無駄だって思うこと、割に合わないこと、そんなことはいくらでもあります。景気のよかった時代とは違うとか、色々あります。アシスタントがやりたくないんだったら、自分で作品を撮って発表し続けたり、写真集を出し続けることだとか、継続するやり方は変えてもいいと思う。何をやるにも全ては継続して動くことじゃないですか。




ユニクロ「サマーボトムス ゆるひらボトムス」(店頭ポスター・Web)
A&P=電通+TYO/モンスター ECD=西橋佐知子 CD=植村倫明・関陽子 AD=植村倫明・小島梢 C=関陽子 Pr=本間功

写真学校の入学説明会、レンタルスタジオの就職説明会で「職業として食べていけるのか」という質問が出るようです。

そういう質問をする人ほど、行動していないと思うんですよ(笑)。

BOOKを持って営業にいく時に、知らない人に電話をしてアポイントをとるじゃないですか。僕は、MdNデザイナーズファイルを見て、ほとんどの方に連絡しました。タイミングが合って持ち込めたのが1割くらい。そこからさらに仕事を頂ける機会って少ないわけじゃないですか。とにかく動くこと、動き続けて道を開いていくことだと思います。

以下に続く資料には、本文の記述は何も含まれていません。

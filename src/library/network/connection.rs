use crate::library::{
    http::session::ConnContext,
    network::buffer::Buffer,
    reactor::{
        channel::{Channel, ChannelHandler, WRITE_EVENT},
        event_loop::{EventLoop, LoopHandle},
        poller::Poller,
    },
    server_internals::{ConnectionHooks, Token},
};
use bytes::Bytes;
use socket2::Socket;
use std::{
    fmt,
    io::{self, ErrorKind},
    net::SocketAddr,
    os::fd::{AsRawFd, RawFd},
    sync::Arc,
    time::{Duration, Instant},
};
use tracing::{debug, trace, warn};

/// Largest single `send` syscall.
pub const MAX_WRITE_CHUNK: usize = 512 * 1024;
/// Bytes one write-ready callback may push before yielding to other fds.
pub const WRITE_BUDGET: usize = 4 * MAX_WRITE_CHUNK;

#[derive(Debug, Clone, Copy, PartialEq, Eq)]
pub enum ConnState {
    Open,
    Closing,
    Closed,
}

/// One accepted socket living on exactly one worker loop.
///
/// Only ever touched from that loop's thread. Other threads go through a
/// [`ConnectionHandle`].
pub struct Connection {
    // Dropped before the socket so the fd leaves epoll while still open
    channel: Channel,
    socket: Socket,
    fd: RawFd,
    generation: u32,
    peer: Option<SocketAddr>,
    in_buffer: Buffer,
    out_buffer: Buffer,
    state: ConnState,
    close_on_drain: bool,
    last_activity: Instant,
    context: ConnContext,
    hooks: Arc<ConnectionHooks>,
    owner: LoopHandle,
}

impl fmt::Debug for Connection {
    fn fmt(&self, f: &mut fmt::Formatter<'_>) -> fmt::Result {
        f.debug_struct("Connection")
            .field("fd", &self.fd)
            .field("generation", &self.generation)
            .field("peer", &self.peer)
            .field("state", &self.state)
            .field("pending_output", &self.out_buffer.readable_bytes())
            .finish()
    }
}

impl Connection {
    pub(crate) fn new(
        poller: Arc<Poller>,
        socket: Socket,
        peer: Option<SocketAddr>,
        generation: u32,
        hooks: Arc<ConnectionHooks>,
        owner: LoopHandle,
    ) -> io::Result<Self> {
        socket.set_nonblocking(true)?;
        let fd = socket.as_raw_fd();
        let token = Token::connection(fd, generation);
        let mut channel = Channel::new(poller, fd, token);
        channel.enable_edge_triggered();
        channel.enable_reading()?;
        Ok(Self {
            channel,
            socket,
            fd,
            generation: token.generation,
            peer,
            in_buffer: Buffer::new(),
            out_buffer: Buffer::new(),
            state: ConnState::Open,
            close_on_drain: false,
            last_activity: Instant::now(),
            context: ConnContext::None,
            hooks,
            owner,
        })
    }

    #[inline(always)]
    pub fn fd(&self) -> RawFd {
        self.fd
    }

    #[inline(always)]
    pub fn generation(&self) -> u32 {
        self.generation
    }

    pub fn peer_addr(&self) -> Option<SocketAddr> {
        self.peer
    }

    pub fn state(&self) -> ConnState {
        self.state
    }

    #[inline(always)]
    pub fn is_open(&self) -> bool {
        self.state == ConnState::Open
    }

    #[inline(always)]
    pub fn is_closed(&self) -> bool {
        self.state == ConnState::Closed
    }

    /// True once `close_after_flush` was asked for and the close is still ahead.
    pub fn close_pending(&self) -> bool {
        self.close_on_drain && self.state == ConnState::Open
    }

    pub fn last_activity(&self) -> Instant {
        self.last_activity
    }

    pub fn is_idle(&self, now: Instant, idle_timeout: Duration) -> bool {
        now.saturating_duration_since(self.last_activity) > idle_timeout
    }

    /// Bytes queued but not yet accepted by the kernel.
    pub fn pending_output(&self) -> &[u8] {
        self.out_buffer.peek()
    }

    pub fn context(&self) -> &ConnContext {
        &self.context
    }

    pub fn context_mut(&mut self) -> &mut ConnContext {
        &mut self.context
    }

    pub fn set_context(&mut self, context: ConnContext) {
        self.context = context;
    }

    pub fn take_context(&mut self) -> ConnContext {
        std::mem::take(&mut self.context)
    }

    /// Cross-thread handle to this connection.
    pub fn handle(&self) -> ConnectionHandle {
        ConnectionHandle::new(self.fd, self.generation, self.peer, self.owner.clone())
    }

    /// The loop this connection lives on.
    pub fn owner(&self) -> &LoopHandle {
        &self.owner
    }

    pub(crate) fn channel_mut(&mut self) -> &mut Channel {
        &mut self.channel
    }

    /// Queues `data` and asks for a writable notification. We are on the
    /// owning thread by construction: a `&mut Connection` exists nowhere else.
    pub fn send(&mut self, data: &[u8]) {
        if self.state != ConnState::Open {
            trace!("Send on FD:{} ignored, connection is {:?}", self.fd, self.state);
            return;
        }
        if data.is_empty() {
            return;
        }
        self.out_buffer.append(data);
        if !self.channel.is_writing() {
            if let Err(err) = self.channel.enable_writing() {
                warn!("Failed to arm write on FD:{}: {err}", self.fd);
                self.close();
            }
        }
    }

    /// Owner-initiated close. Fires `on_close` once; queued output is dropped.
    pub fn close(&mut self) {
        if self.state != ConnState::Open {
            return;
        }
        self.state = ConnState::Closing;
        if let Err(err) = self.channel.remove() {
            trace!("FD:{} left epoll uncleanly: {err}", self.fd);
        }
        debug!("Connection FD:{} closing", self.fd);
        let hooks = Arc::clone(&self.hooks);
        if let Some(on_close) = &hooks.on_close {
            on_close(self);
        }
        self.state = ConnState::Closed;
    }

    /// Closes as soon as the queued output has reached the kernel.
    pub fn close_after_flush(&mut self) {
        if self.out_buffer.is_empty() {
            self.close();
        } else {
            self.close_on_drain = true;
        }
    }

    /// Silent close used by the idle sweep and loop shutdown: no callbacks.
    pub(crate) fn evict(&mut self) {
        if self.state == ConnState::Closed {
            return;
        }
        if let Err(err) = self.channel.remove() {
            trace!("FD:{} left epoll uncleanly: {err}", self.fd);
        }
        self.state = ConnState::Closed;
    }

    fn fail(&mut self, err: io::Error) {
        if self.state != ConnState::Open {
            return;
        }
        warn!("Connection FD:{} failed: {err}", self.fd);
        self.state = ConnState::Closing;
        if let Err(err) = self.channel.remove() {
            trace!("FD:{} left epoll uncleanly: {err}", self.fd);
        }
        let hooks = Arc::clone(&self.hooks);
        if let Some(on_error) = &hooks.on_error {
            on_error(self);
        }
        self.state = ConnState::Closed;
    }

    fn deliver(&mut self) {
        if self.in_buffer.is_empty() {
            return;
        }
        self.last_activity = Instant::now();
        let message: Bytes = self.in_buffer.retrieve_all_as_bytes();
        let hooks = Arc::clone(&self.hooks);
        match &hooks.on_message {
            Some(on_message) => on_message(self, message),
            None => trace!("FD:{} dropped {} unhandled bytes", self.fd, message.len()),
        }
    }
}

impl ChannelHandler for Connection {
    /// Data and the FIN often share one report, so the socket is drained
    /// through the read path before anything is torn down.
    fn handle_close(&mut self) -> io::Result<()> {
        trace!("Peer of FD:{} hung up", self.fd);
        self.handle_read()
    }

    /// Edge triggered: read until the kernel has nothing left.
    fn handle_read(&mut self) -> io::Result<()> {
        let mut peer_closed = false;
        let mut failure: Option<io::Error> = None;
        loop {
            let mut reader: &Socket = &self.socket;
            match self.in_buffer.read_from(&mut reader) {
                Ok(0) => {
                    peer_closed = true;
                    break;
                }
                Ok(n) => trace!("FD:{} read {n} bytes", self.fd),
                Err(err) if err.kind() == ErrorKind::Interrupted => continue,
                Err(err) if err.kind() == ErrorKind::WouldBlock => break,
                Err(err) => {
                    failure = Some(err);
                    break;
                }
            }
        }
        self.deliver();
        if let Some(err) = failure {
            warn!("Read on FD:{} failed: {err}", self.fd);
            self.close();
        } else if peer_closed {
            // Half-closed peers still read: flush what the delivery queued
            self.close_after_flush();
        }
        if self.is_open() && self.channel.is_writing() && self.channel.ready() & WRITE_EVENT != 0 {
            // Writability arrived in the same report and was not serviced.
            // Re-arm so epoll reports it again instead of losing the edge.
            if let Err(err) = self.channel.update() {
                self.fail(err);
            }
        }
        Ok(())
    }

    fn handle_write(&mut self) -> io::Result<()> {
        if !self.channel.is_writing() {
            trace!("FD:{} is writable but nothing is queued", self.fd);
            return Ok(());
        }
        let mut written: usize = 0;
        while !self.out_buffer.is_empty() && written < WRITE_BUDGET {
            let chunk = self.out_buffer.readable_bytes().min(MAX_WRITE_CHUNK);
            match self
                .socket
                .send_with_flags(&self.out_buffer.peek()[..chunk], libc::MSG_NOSIGNAL)
            {
                Ok(0) => break,
                Ok(n) => {
                    self.out_buffer.retrieve(n);
                    written += n;
                }
                Err(err) if err.kind() == ErrorKind::Interrupted => continue,
                Err(err) if err.kind() == ErrorKind::WouldBlock => return Ok(()),
                Err(err) => {
                    warn!("Write on FD:{} failed: {err}", self.fd);
                    self.close();
                    return Ok(());
                }
            }
        }
        if !self.out_buffer.is_empty() {
            // Budget spent. Re-arm so the next pass comes back here after the others.
            if let Err(err) = self.channel.update() {
                self.fail(err);
            }
            return Ok(());
        }
        if let Err(err) = self.channel.disable_writing() {
            self.fail(err);
            return Ok(());
        }
        let hooks = Arc::clone(&self.hooks);
        if let Some(on_send_complete) = &hooks.on_send_complete {
            on_send_complete(self);
        }
        if self.close_on_drain && self.out_buffer.is_empty() {
            self.close();
        }
        Ok(())
    }

    fn handle_error(&mut self) -> io::Result<()> {
        let err = self
            .socket
            .take_error()
            .ok()
            .flatten()
            .unwrap_or_else(|| io::Error::other("socket reported an error condition"));
        self.fail(err);
        Ok(())
    }
}

/// Thread-safe stand-in for a [`Connection`]. Everything it does is
/// marshalled onto the owning loop; work addressed to a connection that is
/// gone by then is dropped.
#[derive(Debug, Clone)]
pub struct ConnectionHandle {
    fd: RawFd,
    generation: u32,
    peer: Option<SocketAddr>,
    owner: LoopHandle,
}

impl ConnectionHandle {
    pub(crate) fn new(fd: RawFd, generation: u32, peer: Option<SocketAddr>, owner: LoopHandle) -> Self {
        Self {
            fd,
            generation,
            peer,
            owner,
        }
    }

    pub fn fd(&self) -> RawFd {
        self.fd
    }

    pub fn generation(&self) -> u32 {
        self.generation
    }

    pub fn peer_addr(&self) -> Option<SocketAddr> {
        self.peer
    }

    pub fn owner(&self) -> &LoopHandle {
        &self.owner
    }

    /// Runs `f` on the owning thread against the live connection.
    pub fn run<F>(&self, f: F)
    where
        F: FnOnce(&mut Connection) + Send + 'static,
    {
        let (fd, generation) = (self.fd, self.generation);
        self.owner.queue_in_loop(move |lp: &mut EventLoop| {
            if !lp.with_connection(fd, generation, f) {
                trace!("Task for released connection FD:{fd} dropped");
            }
        });
    }

    pub fn send(&self, data: impl Into<Bytes>) {
        let data: Bytes = data.into();
        self.run(move |conn| conn.send(&data));
    }

    pub fn close(&self) {
        self.run(Connection::close);
    }

    pub fn close_after_flush(&self) {
        self.run(Connection::close_after_flush);
    }
}
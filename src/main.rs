use mimalloc::MiMalloc;
#[global_allocator]
static GLOBAL: MiMalloc = MiMalloc;

mod share;

use clap::Parser;
use share::FileShare;
use std::{
    io,
    net::{IpAddr, SocketAddr},
    path::PathBuf,
    process,
    sync::Arc,
    thread,
    time::Duration,
};
use tachyon_reactor::library::{
    config::ServerConfig,
    error::{ReactorError, Result},
    http::server::HttpServer,
    logging::{FileSink, LogConfig, LogSink, Logger, StderrSink},
};
use tracing::{dispatcher, error, info, level_filters::LevelFilter};

#[derive(Parser, Debug)]
#[command(name = "tachyon-reactor")]
#[command(about = "Event-driven HTTP file share", long_about = None)]
struct Args {
    /// Address to listen on
    #[arg(default_value = "0.0.0.0")]
    ip: IpAddr,

    #[arg(default_value_t = 8080)]
    port: u16,

    /// I/O event loops [default: one per CPU]
    #[arg(long)]
    workers: Option<usize>,

    /// Handler threads; 0 runs handlers on the I/O threads
    #[arg(long, default_value_t = 0)]
    app_workers: usize,

    /// Seconds of silence before a connection is dropped
    #[arg(long, default_value_t = 80)]
    idle_timeout: u64,

    /// Seconds between idle sweeps
    #[arg(long, default_value_t = 30)]
    sweep_interval: u64,

    /// Directory holding the shared files
    #[arg(long, default_value = "./share")]
    root: PathBuf,

    #[arg(long, default_value = "info")]
    log_level: LevelFilter,

    /// Append logs to this file instead of stderr
    #[arg(long)]
    log_file: Option<PathBuf>,

    #[arg(long)]
    pin_cores: bool,

    #[arg(long)]
    realtime: bool,
}

/// Blocks SIGINT/SIGTERM for this thread and every thread spawned after it,
/// so only the signal thread ever sees them. SIGPIPE is ignored outright.
fn block_shutdown_signals() -> io::Result<libc::sigset_t> {
    unsafe {
        let mut set: libc::sigset_t = std::mem::zeroed();
        libc::sigemptyset(&mut set);
        libc::sigaddset(&mut set, libc::SIGINT);
        libc::sigaddset(&mut set, libc::SIGTERM);
        let rc = libc::pthread_sigmask(libc::SIG_BLOCK, &set, std::ptr::null_mut());
        if rc != 0 {
            return Err(io::Error::from_raw_os_error(rc));
        }
        libc::signal(libc::SIGPIPE, libc::SIG_IGN);
        Ok(set)
    }
}

fn wait_for_signal(set: &libc::sigset_t) -> libc::c_int {
    let mut signal: libc::c_int = 0;
    loop {
        if unsafe { libc::sigwait(set, &mut signal) } == 0 {
            return signal;
        }
    }
}

fn serve(args: Args, logger: &Logger, signals: libc::sigset_t) -> Result<()> {
    let share = FileShare::open(&args.root).map_err(ReactorError::setup("share directory"))?;
    info!("Sharing {}", share.root().display());

    let mut config = ServerConfig::new(SocketAddr::new(args.ip, args.port));
    config
        .set_app_workers(args.app_workers)
        .set_idle_timeout(Duration::from_secs(args.idle_timeout))
        .set_sweep_interval(Duration::from_secs(args.sweep_interval))
        .set_pin_cores(args.pin_cores)
        .set_realtime(args.realtime)
        .set_dispatch(logger.dispatch().clone());
    if let Some(workers) = args.workers {
        config.set_workers(workers);
    }
    let config = config.build();
    info!("{config:?}");

    let mut server = HttpServer::new(config, share)?;
    let handle = server.handle();
    let dispatch = logger.dispatch().clone();
    thread::Builder::new()
        .name("signals".into())
        .spawn(move || {
            let _log_guard = dispatcher::set_default(&dispatch);
            let signal = wait_for_signal(&signals);
            info!("Signal {signal} received, shutting down");
            handle.stop();
        })
        .map_err(ReactorError::setup("signal thread"))?;

    info!("Serving on http://{}", server.local_addr());
    server.run()?;
    info!("All loops joined");
    Ok(())
}

fn main() {
    let args = Args::parse();
    let signals = match block_shutdown_signals() {
        Ok(set) => set,
        Err(err) => {
            eprintln!("failed to block shutdown signals: {err}");
            process::exit(1);
        }
    };

    let sink: Arc<dyn LogSink> = match &args.log_file {
        Some(path) => match FileSink::open(path) {
            Ok(sink) => Arc::new(sink),
            Err(err) => {
                eprintln!("cannot open log file {}: {err}", path.display());
                process::exit(1);
            }
        },
        None => Arc::new(StderrSink),
    };
    let logger = Logger::new(LogConfig {
        level: args.log_level,
        ansi: args.log_file.is_none(),
        sink,
    });

    let outcome = dispatcher::with_default(logger.dispatch(), || {
        let outcome = serve(args, &logger, signals);
        if let Err(err) = &outcome {
            error!("Server failed: {err}");
        }
        outcome
    });
    logger.flush();
    if outcome.is_err() {
        process::exit(1);
    }
}
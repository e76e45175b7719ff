use crate::library::{reactor::poller::Poller, server_internals::Token};
use std::{io, os::fd::RawFd, sync::Arc};
use tracing::trace;

pub const NONE_EVENT: u32 = 0;
pub const READ_EVENT: u32 = (libc::EPOLLIN | libc::EPOLLPRI | libc::EPOLLRDHUP) as u32;
pub const WRITE_EVENT: u32 = libc::EPOLLOUT as u32;
pub const EDGE_TRIGGERED: u32 = libc::EPOLLET as u32;

/// Which single callback an event mask maps to.
#[derive(Debug, Clone, Copy, PartialEq, Eq)]
pub enum Readiness {
    /// Peer half-closed its side.
    Close,
    Read,
    Write,
    Error,
}

impl Readiness {
    /// First match wins: close, then read, then write, then error.
    pub fn classify(revents: u32) -> Self {
        if revents & libc::EPOLLRDHUP as u32 != 0 {
            Readiness::Close
        } else if revents & (libc::EPOLLIN | libc::EPOLLPRI) as u32 != 0 {
            Readiness::Read
        } else if revents & libc::EPOLLOUT as u32 != 0 {
            Readiness::Write
        } else {
            Readiness::Error
        }
    }
}

/// Owner of a channel. Errors returned from here are fatal for the loop,
/// so connection handlers swallow their own failures.
pub trait ChannelHandler {
    fn handle_close(&mut self) -> io::Result<()>;
    fn handle_read(&mut self) -> io::Result<()>;
    fn handle_write(&mut self) -> io::Result<()>;
    fn handle_error(&mut self) -> io::Result<()>;
}

/// Routes one observed mask to exactly one handler method.
pub fn dispatch<H: ChannelHandler + ?Sized>(revents: u32, handler: &mut H) -> io::Result<Readiness> {
    let readiness = Readiness::classify(revents);
    match readiness {
        Readiness::Close => handler.handle_close()?,
        Readiness::Read => handler.handle_read()?,
        Readiness::Write => handler.handle_write()?,
        Readiness::Error => handler.handle_error()?,
    }
    Ok(readiness)
}

/// One fd, its interest mask and the last observed ready mask.
///
/// Every interest change is pushed to the poller immediately. A channel that
/// is still registered unregisters itself on drop, so owners must declare it
/// before the fd it watches (fields drop in declaration order).
#[derive(Debug)]
pub struct Channel {
    fd: RawFd,
    token: Token,
    interest: u32,
    ready: u32,
    registered: bool,
    poller: Arc<Poller>,
}

impl Channel {
    pub fn new(poller: Arc<Poller>, fd: RawFd, token: Token) -> Self {
        Self {
            fd,
            token,
            interest: NONE_EVENT,
            ready: NONE_EVENT,
            registered: false,
            poller,
        }
    }

    #[inline(always)]
    pub fn fd(&self) -> RawFd {
        self.fd
    }

    #[inline(always)]
    pub fn token(&self) -> Token {
        self.token
    }

    #[inline(always)]
    pub fn interest(&self) -> u32 {
        self.interest
    }

    #[inline(always)]
    pub fn ready(&self) -> u32 {
        self.ready
    }

    pub fn set_ready(&mut self, revents: u32) {
        self.ready = revents;
    }

    #[inline(always)]
    pub fn is_registered(&self) -> bool {
        self.registered
    }

    pub(crate) fn set_registered(&mut self, registered: bool) {
        self.registered = registered;
    }

    /// Switches to edge-triggered delivery. Takes effect on the next update.
    pub fn enable_edge_triggered(&mut self) {
        self.interest |= EDGE_TRIGGERED;
    }

    pub fn enable_reading(&mut self) -> io::Result<()> {
        self.interest |= READ_EVENT;
        self.update()
    }

    pub fn disable_reading(&mut self) -> io::Result<()> {
        self.interest &= !READ_EVENT;
        self.update()
    }

    pub fn enable_writing(&mut self) -> io::Result<()> {
        self.interest |= WRITE_EVENT;
        self.update()
    }

    pub fn disable_writing(&mut self) -> io::Result<()> {
        self.interest &= !WRITE_EVENT;
        self.update()
    }

    pub fn disable_all(&mut self) -> io::Result<()> {
        self.interest &= EDGE_TRIGGERED;
        self.update()
    }

    #[inline(always)]
    pub fn is_reading(&self) -> bool {
        self.interest & READ_EVENT != 0
    }

    #[inline(always)]
    pub fn is_writing(&self) -> bool {
        self.interest & WRITE_EVENT != 0
    }

    /// Re-submits the current interest. With edge triggering this re-arms
    /// the notification even when nothing changed.
    pub fn update(&mut self) -> io::Result<()> {
        let poller = Arc::clone(&self.poller);
        poller.register_or_update(self)
    }

    /// Drops all interest and takes the fd out of the poller.
    pub fn remove(&mut self) -> io::Result<()> {
        self.interest &= EDGE_TRIGGERED;
        let poller = Arc::clone(&self.poller);
        poller.unregister(self)
    }
}

impl Drop for Channel {
    fn drop(&mut self) {
        if self.registered {
            if let Err(err) = self.remove() {
                trace!("Channel for FD:{} left the poller uncleanly: {err}", self.fd);
            }
        }
    }
}
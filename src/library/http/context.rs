use crate::library::{
    http::request::{HttpRequest, Method, Version},
    utils::http::parse_urlencoded,
};
use bytes::{Bytes, BytesMut};

/// Longest single token (method, URL, header name or value, protocol).
pub const MAX_TOKEN_LEN: usize = 8 * 1024;
/// Most header lines one request may carry.
pub const MAX_HEADERS: usize = 100;

/// Where the parser stands inside the current request.
#[derive(Debug, Clone, Copy, PartialEq, Eq, Default)]
pub enum ParseState {
    #[default]
    Start,
    Method,
    BeforeUrl,
    InUrl,
    BeforeUrlParamKey,
    UrlParamKey,
    BeforeUrlParamValue,
    UrlParamValue,
    BeforeProtocol,
    Protocol,
    BeforeVersion,
    Version,
    /// Saw CR, LF must follow.
    WhenCr,
    /// At the start of a header line.
    CrLf,
    HeaderKey,
    HeaderValue,
    /// Saw CR on an empty line.
    CrLfCr,
    Body,
    Complete,
    Invalid,
    InvalidMethod,
    InvalidUrl,
    InvalidVersion,
    InvalidHeader,
}

impl ParseState {
    pub fn is_invalid(&self) -> bool {
        matches!(
            self,
            ParseState::Invalid
                | ParseState::InvalidMethod
                | ParseState::InvalidUrl
                | ParseState::InvalidVersion
                | ParseState::InvalidHeader
        )
    }

    /// The failure reported when a token in this state grows past its bound.
    fn overflow(&self) -> ParseState {
        match self {
            ParseState::Method => ParseState::InvalidMethod,
            ParseState::InUrl
            | ParseState::UrlParamKey
            | ParseState::UrlParamValue => ParseState::InvalidUrl,
            ParseState::Protocol | ParseState::Version => ParseState::InvalidVersion,
            ParseState::HeaderKey | ParseState::HeaderValue => ParseState::InvalidHeader,
            _ => ParseState::Invalid,
        }
    }
}

/// What one `parse` call achieved.
#[derive(Debug, Clone, Copy, PartialEq, Eq)]
pub enum ParseSignal {
    /// The head is not finished yet.
    NeedMore,
    /// Head parsed, body still short of `Content-Length`.
    HeadersComplete,
    Complete,
    Invalid(ParseState),
}
use socket2::{Domain, Protocol, SockAddr, Socket, Type};
use std::{io, net::SocketAddr};
use tracing::trace;

const SEND_BUFFER_SIZE: usize = 1024 * 1024;

/// Builds the non-blocking listening socket: address and port reuse,
/// keep-alive, no-delay, then bind and listen.
pub fn build_listener(addr: SocketAddr, backlog: i32) -> io::Result<Socket> {
    let listener = Socket::new(Domain::for_address(addr), Type::STREAM, Some(Protocol::TCP))?;
    listener.set_reuse_address(true)?;
    listener.set_reuse_port(true)?;
    listener.set_keepalive(true)?;
    listener.set_tcp_nodelay(true)?;
    listener.set_nonblocking(true)?;
    listener.bind(&SockAddr::from(addr))?;
    listener.listen(backlog)?;
    Ok(listener)
}

/// Tunes a freshly accepted socket. Only non-blocking mode is mandatory; the
/// rest is best effort since a unix socketpair in tests has no TCP options.
pub fn prepare_incoming_socket(socket: &Socket) -> io::Result<()> {
    socket.set_nonblocking(true)?;
    // Give the socket a 1MB send buffer, because bigger is always better (probably).
    if let Err(err) = socket.set_send_buffer_size(SEND_BUFFER_SIZE) {
        trace!("SO_SNDBUF not applied: {err}");
    }
    // Check if the OS actually listened to us or just pretended to.
    if let Ok(size) = socket.send_buffer_size() {
        trace!("Real sndbuf client size: {} bytes", size);
    }
    // Disable Nagle's algorithm, small packets need love too.
    if let Err(err) = socket.set_tcp_nodelay(true) {
        trace!("TCP_NODELAY not applied: {err}");
    }
    Ok(())
}

/// The peer address as a std address, when the socket family has one.
pub fn peer_of(addr: &SockAddr) -> Option<SocketAddr> {
    addr.as_socket()
}

#[cfg(test)]
mod tests {
    use super::*;

    #[test]
    fn listener_binds_ephemeral_port() {
        let addr: SocketAddr = "127.0.0.1:0".parse().unwrap();
        let listener = build_listener(addr, 16).unwrap();
        let local = listener.local_addr().unwrap().as_socket().unwrap();
        assert_ne!(local.port(), 0);
        assert!(listener.nonblocking().unwrap());
    }

    #[test]
    fn prepares_unix_pair() {
        let (a, _b) = Socket::pair(Domain::UNIX, Type::STREAM, None).unwrap();
        prepare_incoming_socket(&a).unwrap();
        assert!(a.nonblocking().unwrap());
    }
}
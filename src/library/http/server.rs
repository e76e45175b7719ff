use crate::library::{
    config::ServerConfig,
    error::Result,
    http::{
        context::{HttpContext, ParseSignal, ParseState},
        request::HttpRequest,
        response::{HttpResponse, LAST_CHUNK, StatusCode, encode_chunk},
        session::{ConnContext, DownloadContext, PendingResponse, UploadContext},
    },
    network::connection::Connection,
    server::{ServerHandle, TcpServer},
    thread_pool::{PoolConfig, ThreadPool},
};
use bytes::{Bytes, BytesMut};
use std::{
    io::{self, ErrorKind, Read, Write},
    net::SocketAddr,
    panic::{self, AssertUnwindSafe},
    sync::Arc,
};
use tracing::{debug, error, trace, warn};

/// Most bytes buffered for a connection while its previous response is
/// still in flight.
pub const MAX_BACKLOG: usize = 1024 * 1024;
/// Size of one chunk of a streamed response body.
pub const STREAM_CHUNK: usize = 64 * 1024;

const CONTINUE: &[u8] = b"HTTP/1.1 100 Continue\r\n\r\n";

/// The application behind an [`HttpServer`].
///
/// Runs on an I/O thread, or on the application pool when the server has
/// one. Either way a connection never has two requests in a handler at once.
pub trait HttpService: Send + Sync + 'static {
    fn handle(&self, request: &HttpRequest) -> HttpResponse;

    /// Offered once the head of a request is parsed while its body is still
    /// arriving. Returning a sink streams the body into it instead of
    /// collecting it in memory.
    ///
    /// Always called on the I/O thread, application pool or not, and so are
    /// the sink's writes. Keep both cheap: anything slow here stalls every
    /// connection on that loop.
    fn open_upload(&self, _request: &HttpRequest) -> Option<Box<dyn Write + Send>> {
        None
    }

    /// Answers a request whose body went into an upload sink.
    fn finish_upload(&self, request: &HttpRequest, _received: u64) -> HttpResponse {
        self.handle(request)
    }
}

enum Work {
    Handle(HttpRequest),
    FinishUpload(HttpRequest, u64),
}

impl Work {
    fn run(self, service: &dyn HttpService) -> HttpResponse {
        let outcome = panic::catch_unwind(AssertUnwindSafe(|| match &self {
            Work::Handle(request) => service.handle(request),
            Work::FinishUpload(request, received) => service.finish_upload(request, *received),
        }));
        outcome.unwrap_or_else(|_| {
            error!("Handler panicked");
            let mut response =
                HttpResponse::text(StatusCode::InternalServerError, "Internal Server Error\n");
            response.set_close_connection(true);
            response
        })
    }
}

enum Step {
    Parsed {
        signal: ParseSignal,
        rest: Bytes,
        entered_body: bool,
    },
    Stashed,
    BacklogFull,
    SinkFailed(io::Error),
}

struct HttpCore {
    service: Arc<dyn HttpService>,
    app_pool: Option<ThreadPool>,
    max_body_in_memory: usize,
}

あとさんざん回って思ったのが、デザイナーの方々も「仕事をとるために企業や代理店にプレゼンしているんだ」ってこと。仕事をとってきて、そこから自分達に発注してくれているんです。

そういう方々に対して、まだ仕事の実績が少なかった頃は自分のBOOKに説得力がない分、やりたい事や自分に出来る事など、プレゼンの仕方も色々考えました。

スチルとムービー撮影で意識の違いはありますか。

僕自身は写真と映像というカテゴリー分けの意識が最初からなくて「絵を作ることに興味がある」という所でこの世界に入っているので、それがスチルでもムービーでもCGも、コンテンツという大きな枠組みの中の手法にすぎないと思っています。

スチルの仕事が潤沢にあればよいですが、ムービー撮影の需要が増えているなら色々やっていた方が引き出しも増えますし、楽しいです。でもそれが写真を撮る時にも活きてきますからね。


Art Work in Salt Lake City

今後やってみたいことを教えてください。

自分の写真集は作りたいですね。オリジナルになるか、タレントの撮影なのか、風景なのかまだわかりませんが、プロジェクトとして一つの被写体を長く追い続けるということをやりたいです。

あと最近思うのは、ゲームCGのクオリティがすごく上がっているなということ。その撮影監督をしてみたい。ハリウッドでもカメラマンはカメラを持たないでオペーレーターは別にいいます。撮影監督としてアングル、光、構成を考える仕事。

映画ではそういうジャンルが確立されていますが、ゲームの映像ではまだいないか、少ないと思うんです。それをやってみたいですね。

特にオールCGの場合は、カメラワークが自由すぎて(笑)、絵がすごくかっこいいんですよ。スピード感を含めて。こういうCG映像を作っている人たちも、フォトグラファーが「どの角度で、どんな焦点距離と絞りで撮れば、一番美しく見えるか、ということをかなり勉強したり、シミュレーションしていると思うんです。

そういう職種はこれからもっと必要とされると思います。ハリウッドやディスニーではないですが、日本でもCGのゲームや映画は増えていくと思うので、CGゲームでDPポジションの仕事があればぜひやりたいです。